▶ **Task details**: Look through the data for the string "only". Copy every line where it is found.

§

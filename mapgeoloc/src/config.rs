//! Layer options and the INI configuration file.
//!
//! `LayerOptions` is what the layer consumes. `ConfigFile` is the on-disk
//! representation, which adds settings used only by the CLI simulator.
//!
//! # Example Configuration (INI)
//!
//! ```ini
//! [layer]
//! max_zoom = 21
//! minimum_accuracy_circle_radius = 18
//! track_user_location = true
//!
//! [tracking]
//! auto_zoom = adaptive
//! padding_percentage = 75
//! default_accuracy = 50
//!
//! [simulation]
//! interval_ms = 300
//! step_m = 1
//! accuracy = 10
//! heading = 280
//! ```

use std::path::{Path, PathBuf};
use std::str::FromStr;
use std::time::Duration;

use ini::Ini;
use thiserror::Error;

use crate::error::GeolocationError;

/// Default maximum zoom the camera may reach when fitting the accuracy circle.
pub const DEFAULT_MAX_ZOOM: f64 = 21.0;

/// Default minimum on-screen accuracy radius (px) below which the circle is hidden.
pub const DEFAULT_MINIMUM_ACCURACY_CIRCLE_RADIUS: f64 = 18.0;

/// Default share of the half-viewport used as padding in adaptive mode.
pub const DEFAULT_PADDING_PERCENTAGE: f64 = 75.0;

/// Default accuracy (m) assumed in adaptive mode when a position has none.
pub const DEFAULT_AUTO_ZOOM_ACCURACY: f64 = 50.0;

/// Default padding (px) for fixed-padding mode.
pub const DEFAULT_FIXED_PADDING: f64 = 40.0;

/// Configuration file name inside the config directory.
const CONFIG_FILE_NAME: &str = "config.ini";

/// Application directory name inside the platform config directory.
const APP_DIR_NAME: &str = "mapgeoloc";

/// How the camera zooms while tracking.
#[derive(Debug, Clone, Copy, PartialEq)]
pub enum AutoZoom {
    /// Re-center only; keep the current zoom.
    Disabled,

    /// Fit the accuracy bounds, starting from a fixed padding.
    FixedPadding {
        /// Initial padding in pixels
        padding_px: f64,
    },

    /// Fit the accuracy bounds only when the accuracy circle is far out of
    /// a comfortable on-screen size, with padding relative to the viewport.
    Adaptive {
        /// Percentage of half the smaller canvas side used as initial padding
        padding_percentage: f64,
        /// Accuracy (m) assumed for positions without one
        default_accuracy_m: f64,
    },
}

impl Default for AutoZoom {
    fn default() -> Self {
        AutoZoom::Adaptive {
            padding_percentage: DEFAULT_PADDING_PERCENTAGE,
            default_accuracy_m: DEFAULT_AUTO_ZOOM_ACCURACY,
        }
    }
}

impl AutoZoom {
    /// Short name as used in the configuration file.
    pub fn as_str(&self) -> &'static str {
        match self {
            AutoZoom::Disabled => "disabled",
            AutoZoom::FixedPadding { .. } => "fixed",
            AutoZoom::Adaptive { .. } => "adaptive",
        }
    }
}

/// Options consumed by the geolocation layer.
#[derive(Debug, Clone, PartialEq)]
pub struct LayerOptions {
    /// Camera behavior while tracking.
    pub auto_zoom: AutoZoom,

    /// Upper zoom limit when fitting the accuracy circle.
    pub max_zoom: f64,

    /// Accuracy circles smaller than this radius (px) are hidden.
    pub minimum_accuracy_circle_radius: f64,

    /// Whether tracking starts enabled.
    pub track_user_location: bool,
}

impl Default for LayerOptions {
    fn default() -> Self {
        Self {
            auto_zoom: AutoZoom::default(),
            max_zoom: DEFAULT_MAX_ZOOM,
            minimum_accuracy_circle_radius: DEFAULT_MINIMUM_ACCURACY_CIRCLE_RADIUS,
            track_user_location: true,
        }
    }
}

impl LayerOptions {
    /// Set the auto-zoom mode.
    pub fn with_auto_zoom(mut self, auto_zoom: AutoZoom) -> Self {
        self.auto_zoom = auto_zoom;
        self
    }

    /// Set the maximum fit zoom.
    pub fn with_max_zoom(mut self, max_zoom: f64) -> Self {
        self.max_zoom = max_zoom;
        self
    }

    /// Set the minimum accuracy circle radius in pixels.
    pub fn with_minimum_accuracy_circle_radius(mut self, radius_px: f64) -> Self {
        self.minimum_accuracy_circle_radius = radius_px;
        self
    }

    /// Set whether tracking starts enabled.
    pub fn with_track_user_location(mut self, enabled: bool) -> Self {
        self.track_user_location = enabled;
        self
    }

    /// Check every numeric option.
    pub fn validate(&self) -> Result<(), GeolocationError> {
        non_negative("max_zoom", self.max_zoom)?;
        non_negative(
            "minimum_accuracy_circle_radius",
            self.minimum_accuracy_circle_radius,
        )?;

        match self.auto_zoom {
            AutoZoom::Disabled => {}
            AutoZoom::FixedPadding { padding_px } => non_negative("padding", padding_px)?,
            AutoZoom::Adaptive {
                padding_percentage,
                default_accuracy_m,
            } => {
                non_negative("padding_percentage", padding_percentage)?;
                if padding_percentage > 100.0 {
                    return Err(GeolocationError::invalid_option(
                        "padding_percentage",
                        format!("{} exceeds 100", padding_percentage),
                    ));
                }
                non_negative("default_accuracy", default_accuracy_m)?;
            }
        }

        Ok(())
    }
}

fn non_negative(field: &'static str, value: f64) -> Result<(), GeolocationError> {
    if !value.is_finite() {
        return Err(GeolocationError::invalid_option(
            field,
            format!("{} is not finite", value),
        ));
    }
    if value < 0.0 {
        return Err(GeolocationError::invalid_option(
            field,
            format!("{} is negative", value),
        ));
    }
    Ok(())
}

/// Settings of the built-in route simulator.
#[derive(Debug, Clone, PartialEq)]
pub struct SimulationSettings {
    /// Delay between two emitted samples.
    pub interval: Duration,
    /// Distance between two route samples in meters.
    pub step_m: f64,
    /// Accuracy attached to every simulated position.
    pub accuracy_m: f64,
    /// Heading emitted with every sample.
    pub heading: f64,
}

impl SimulationSettings {
    /// Check the interval and step.
    pub fn validate(&self) -> Result<(), ConfigError> {
        if self.interval.is_zero() {
            return Err(ConfigError::InvalidValue {
                section: "simulation",
                key: "interval_ms",
                value: "0".to_string(),
                reason: "must be at least 1".to_string(),
            });
        }
        if !(self.step_m.is_finite() && self.step_m > 0.0) {
            return Err(ConfigError::InvalidValue {
                section: "simulation",
                key: "step_m",
                value: self.step_m.to_string(),
                reason: "must be a positive distance".to_string(),
            });
        }
        if !(self.accuracy_m.is_finite() && self.accuracy_m >= 0.0) {
            return Err(ConfigError::InvalidValue {
                section: "simulation",
                key: "accuracy",
                value: self.accuracy_m.to_string(),
                reason: "must be a non-negative distance".to_string(),
            });
        }
        Ok(())
    }
}

impl Default for SimulationSettings {
    fn default() -> Self {
        Self {
            interval: Duration::from_millis(300),
            step_m: 1.0,
            accuracy_m: 10.0,
            heading: 280.0,
        }
    }
}

/// Errors while loading the configuration file.
#[derive(Debug, Error)]
pub enum ConfigError {
    /// The file could not be read or written.
    #[error("I/O error: {0}")]
    Io(#[from] std::io::Error),

    /// The file is not valid INI.
    #[error("Failed to parse configuration: {0}")]
    Parse(String),

    /// A key holds a value of the wrong shape.
    #[error("Invalid value '{value}' for {section}.{key}: {reason}")]
    InvalidValue {
        section: &'static str,
        key: &'static str,
        value: String,
        reason: String,
    },

    /// Values parsed but the resulting options are out of range.
    #[error(transparent)]
    Validation(#[from] GeolocationError),
}

/// The on-disk configuration.
#[derive(Debug, Clone, Default, PartialEq)]
pub struct ConfigFile {
    /// Layer options
    pub layer: LayerOptions,
    /// Simulator settings
    pub simulation: SimulationSettings,
}

impl ConfigFile {
    /// Load from the default path, or defaults when the file does not exist.
    pub fn load() -> Result<Self, ConfigError> {
        match config_file_path() {
            Some(path) if path.exists() => Self::load_from(&path),
            _ => Ok(Self::default()),
        }
    }

    /// Load from an explicit path.
    pub fn load_from(path: &Path) -> Result<Self, ConfigError> {
        let content = std::fs::read_to_string(path)?;
        let config = Self::from_ini_str(&content)?;
        tracing::debug!(path = %path.display(), "Loaded configuration");
        Ok(config)
    }

    /// Parse INI text. Missing sections and keys keep their defaults.
    pub fn from_ini_str(content: &str) -> Result<Self, ConfigError> {
        let ini = Ini::load_from_str(content).map_err(|e| ConfigError::Parse(e.to_string()))?;
        let mut config = ConfigFile::default();

        if let Some(section) = ini.section(Some("layer")) {
            let layer = &mut config.layer;
            if let Some(v) = section.get("max_zoom") {
                layer.max_zoom = parse_value("layer", "max_zoom", v)?;
            }
            if let Some(v) = section.get("minimum_accuracy_circle_radius") {
                layer.minimum_accuracy_circle_radius =
                    parse_value("layer", "minimum_accuracy_circle_radius", v)?;
            }
            if let Some(v) = section.get("track_user_location") {
                layer.track_user_location = parse_value("layer", "track_user_location", v)?;
            }
        }

        if let Some(section) = ini.section(Some("tracking")) {
            let mode = section.get("auto_zoom").unwrap_or("adaptive");
            config.layer.auto_zoom = match mode.trim().to_lowercase().as_str() {
                "disabled" | "off" | "false" => AutoZoom::Disabled,
                "fixed" => AutoZoom::FixedPadding {
                    padding_px: match section.get("padding") {
                        Some(v) => parse_value("tracking", "padding", v)?,
                        None => DEFAULT_FIXED_PADDING,
                    },
                },
                "adaptive" => AutoZoom::Adaptive {
                    padding_percentage: match section.get("padding_percentage") {
                        Some(v) => parse_value("tracking", "padding_percentage", v)?,
                        None => DEFAULT_PADDING_PERCENTAGE,
                    },
                    default_accuracy_m: match section.get("default_accuracy") {
                        Some(v) => parse_value("tracking", "default_accuracy", v)?,
                        None => DEFAULT_AUTO_ZOOM_ACCURACY,
                    },
                },
                _ => {
                    return Err(ConfigError::InvalidValue {
                        section: "tracking",
                        key: "auto_zoom",
                        value: mode.to_string(),
                        reason: "expected disabled, fixed or adaptive".to_string(),
                    })
                }
            };
        }

        if let Some(section) = ini.section(Some("simulation")) {
            let simulation = &mut config.simulation;
            if let Some(v) = section.get("interval_ms") {
                simulation.interval =
                    Duration::from_millis(parse_value("simulation", "interval_ms", v)?);
            }
            if let Some(v) = section.get("step_m") {
                simulation.step_m = parse_value("simulation", "step_m", v)?;
            }
            if let Some(v) = section.get("accuracy") {
                simulation.accuracy_m = parse_value("simulation", "accuracy", v)?;
            }
            if let Some(v) = section.get("heading") {
                simulation.heading = parse_value("simulation", "heading", v)?;
            }
        }

        config.layer.validate()?;
        config.simulation.validate()?;
        Ok(config)
    }

    /// Render as INI text.
    pub fn to_ini_string(&self) -> String {
        let mut ini = Ini::new();
        ini.with_section(Some("layer"))
            .set("max_zoom", self.layer.max_zoom.to_string())
            .set(
                "minimum_accuracy_circle_radius",
                self.layer.minimum_accuracy_circle_radius.to_string(),
            )
            .set(
                "track_user_location",
                self.layer.track_user_location.to_string(),
            );

        match self.layer.auto_zoom {
            AutoZoom::Disabled => {
                ini.with_section(Some("tracking")).set("auto_zoom", "disabled");
            }
            AutoZoom::FixedPadding { padding_px } => {
                ini.with_section(Some("tracking"))
                    .set("auto_zoom", "fixed")
                    .set("padding", padding_px.to_string());
            }
            AutoZoom::Adaptive {
                padding_percentage,
                default_accuracy_m,
            } => {
                ini.with_section(Some("tracking"))
                    .set("auto_zoom", "adaptive")
                    .set("padding_percentage", padding_percentage.to_string())
                    .set("default_accuracy", default_accuracy_m.to_string());
            }
        }

        ini.with_section(Some("simulation"))
            .set(
                "interval_ms",
                self.simulation.interval.as_millis().to_string(),
            )
            .set("step_m", self.simulation.step_m.to_string())
            .set("accuracy", self.simulation.accuracy_m.to_string())
            .set("heading", self.simulation.heading.to_string());

        let mut buffer = Vec::new();
        // Writing into a Vec cannot fail
        let _ = ini.write_to(&mut buffer);
        String::from_utf8_lossy(&buffer).into_owned()
    }

    /// Save to an explicit path, creating parent directories.
    pub fn save_to(&self, path: &Path) -> Result<(), ConfigError> {
        if let Some(parent) = path.parent() {
            std::fs::create_dir_all(parent)?;
        }
        std::fs::write(path, self.to_ini_string())?;
        Ok(())
    }
}

/// Default configuration file path (`<config_dir>/mapgeoloc/config.ini`).
pub fn config_file_path() -> Option<PathBuf> {
    dirs::config_dir().map(|dir| dir.join(APP_DIR_NAME).join(CONFIG_FILE_NAME))
}

fn parse_value<T>(section: &'static str, key: &'static str, value: &str) -> Result<T, ConfigError>
where
    T: FromStr,
    T::Err: std::fmt::Display,
{
    value
        .trim()
        .parse()
        .map_err(|e: T::Err| ConfigError::InvalidValue {
            section,
            key,
            value: value.to_string(),
            reason: e.to_string(),
        })
}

§

▶ **Answer below**:
//! representation, which adds settings used only by the CLI simulator.
    /// Re-center only; keep the current zoom.
    /// Fit the accuracy bounds only when the accuracy circle is far out of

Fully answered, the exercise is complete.